My Grandpa Died Yesterday: When Christmas is a Blur

My Grandpa Died Yesterday: When Christmas is a Blur

Some of us have been dreading Christmas this year.

Seeing the happy commercials on television, hearing people talk about holiday parties and gift shopping has felt empty and foreign. It’s as though the world is spinning around you as you stand still.

There’s the temptation and perhaps the need to put on a face as you see certain people or go to different events, but nothing can budge the grief you are feeling or the dread as Christmas stands immovable, like some strange monument, to remind you, as if you could forget, that you’re without your loved one this year.

I remember the Christmas that spun around me without my participation.
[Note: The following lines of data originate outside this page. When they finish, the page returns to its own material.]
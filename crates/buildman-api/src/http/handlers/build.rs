//! Build CRUD handlers for the REST API.

use std::collections::HashSet;
use std::time::Instant;

use axum::Json;
use axum::extract::{Path, State};

use buildman_types::build::{Build, BuildId};
use buildman_types::error::RepositoryError;

use crate::http::error::AppError;
use crate::http::response::ApiResponse;
use crate::state::AppState;

async fn stored(state: &AppState, id: &str) -> Result<Build, AppError> {
    state
        .manager
        .repository()
        .get(&BuildId::from(id))
        .await
        .ok_or_else(|| AppError::NotFound(id.to_string()))
}

/// Reject builds that reference ids outside the catalogs or repeat a skill.
fn check_catalogs(state: &AppState, build: &Build) -> Result<(), AppError> {
    let catalogs = state.manager.catalogs();
    if build.name.is_empty() {
        return Err(AppError::Validation("name must not be empty".to_string()));
    }
    if !catalogs.fraction.contains(&build.fraction) {
        return Err(AppError::Validation(format!("unknown fraction '{}'", build.fraction)));
    }
    if !catalogs.inventory.contains(&build.inventory) {
        return Err(AppError::Validation(format!("unknown inventory set '{}'", build.inventory)));
    }
    let mut seen = HashSet::new();
    for skill in &build.skill {
        if !catalogs.skill.contains(skill) {
            return Err(AppError::Validation(format!("unknown skill '{skill}'")));
        }
        if !seen.insert(skill) {
            return Err(AppError::Validation(format!("skill '{skill}' listed more than once")));
        }
    }
    Ok(())
}

/// GET /api/v1/builds
pub async fn list_builds(State(state): State<AppState>) -> Json<ApiResponse<Vec<Build>>> {
    let start = Instant::now();
    let builds = state.manager.repository().list().await;
    Json(ApiResponse::success(builds, start).with_link("self", "/api/v1/builds"))
}

/// POST /api/v1/builds - Create a build made of defaults.
pub async fn create_build(
    State(state): State<AppState>,
) -> Result<Json<ApiResponse<Build>>, AppError> {
    let start = Instant::now();
    let build = state.manager.repository().create_default().await?;
    let href = format!("/api/v1/builds/{}", build.id);
    Ok(Json(ApiResponse::success(build, start).with_link("self", &href)))
}

/// GET /api/v1/builds/{id}
pub async fn get_build(
    State(state): State<AppState>,
    Path(id): Path<String>,
) -> Result<Json<ApiResponse<Build>>, AppError> {
    let start = Instant::now();
    let build = stored(&state, &id).await?;
    let href = format!("/api/v1/builds/{id}");
    Ok(Json(ApiResponse::success(build, start).with_link("self", &href)))
}

/// PUT /api/v1/builds/{id} - Replace a build. The body must carry the same id.
pub async fn update_build(
    State(state): State<AppState>,
    Path(id): Path<String>,
    Json(body): Json<Build>,
) -> Result<Json<ApiResponse<Build>>, AppError> {
    let start = Instant::now();
    if body.id.as_str() != id {
        return Err(AppError::Validation(format!(
            "body id '{}' does not match path id '{id}'",
            body.id
        )));
    }
    check_catalogs(&state, &body)?;

    let updated = state
        .manager
        .update(&body)
        .await?
        .ok_or_else(|| AppError::NotFound(id.clone()))?;
    let href = format!("/api/v1/builds/{id}");
    Ok(Json(ApiResponse::success(updated, start).with_link("self", &href)))
}

/// DELETE /api/v1/builds/{id} - Returns the removed build and its successor.
pub async fn delete_build(
    State(state): State<AppState>,
    Path(id): Path<String>,
) -> Result<Json<ApiResponse<serde_json::Value>>, AppError> {
    let start = Instant::now();
    let build = stored(&state, &id).await?;
    let removed = state
        .manager
        .repository()
        .remove(&build)
        .await?
        .ok_or_else(|| AppError::NotFound(id.clone()))?;

    let data = serde_json::json!({
        "removed": removed.removed,
        "next": removed.next,
    });
    Ok(Json(ApiResponse::success(data, start)))
}

/// POST /api/v1/builds/{id}/duplicate
pub async fn duplicate_build(
    State(state): State<AppState>,
    Path(id): Path<String>,
) -> Result<Json<ApiResponse<Build>>, AppError> {
    let start = Instant::now();
    let build = stored(&state, &id).await?;
    let copy = state
        .manager
        .repository()
        .duplicate(&build)
        .await?
        .ok_or_else(|| AppError::NotFound(id.clone()))?;
    let href = format!("/api/v1/builds/{}", copy.id);
    Ok(Json(ApiResponse::success(copy, start).with_link("self", &href)))
}

/// POST /api/v1/builds/{id}/equal - Compare an edited build with the saved
/// list and the active build. `index` is null once the edit differs from
/// the stored entry.
pub async fn equal_build(
    State(state): State<AppState>,
    Path(id): Path<String>,
    Json(body): Json<Build>,
) -> Result<Json<ApiResponse<serde_json::Value>>, AppError> {
    let start = Instant::now();
    if body.id.as_str() != id {
        return Err(AppError::Validation(format!(
            "body id '{}' does not match path id '{id}'",
            body.id
        )));
    }
    stored(&state, &id).await?;
    let index = state.manager.repository().find_equal(&body).await;
    let current = state.manager.tracker().equals(&body).await;

    let data = serde_json::json!({ "index": index, "current": current });
    Ok(Json(ApiResponse::success(data, start)))
}

/// GET /api/v1/export - The build list in its export format.
pub async fn export_builds(
    State(state): State<AppState>,
) -> Result<Json<ApiResponse<serde_json::Value>>, AppError> {
    let start = Instant::now();
    let payload = state.manager.repository().serialize().await?;
    let data: serde_json::Value = serde_json::from_str(&payload)
        .map_err(|e| AppError::Repository(RepositoryError::Serialization(e.to_string())))?;
    Ok(Json(ApiResponse::success(data, start)))
}

/// POST /api/v1/import - Replace every build with the posted export.
/// The body is the raw export text; nothing changes if it is rejected.
pub async fn import_builds(
    State(state): State<AppState>,
    body: String,
) -> Result<Json<ApiResponse<serde_json::Value>>, AppError> {
    let start = Instant::now();
    let repository = state.manager.repository();
    repository.validate_import(&body)?;
    if !repository.unserialize(&body).await? {
        return Err(AppError::Validation("import rejected".to_string()));
    }

    let data = serde_json::json!({ "imported": repository.len().await });
    Ok(Json(ApiResponse::success(data, start).with_link("builds", "/api/v1/builds")))
}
My grandpa had been dying of cancer for months, chemotherapy treatments, emergency brain surgery, and marijuana pills for the pain had all led to the night of December 22nd when, with my grandma, aunts & parents, we sat around grandpa’s hospital bed at home and talked about Christmases from the past. I massaged his head, he couldn’t speak, open his eyes, or communicate with us but there was still that sense of him hearing what we said. It was a wonderful night.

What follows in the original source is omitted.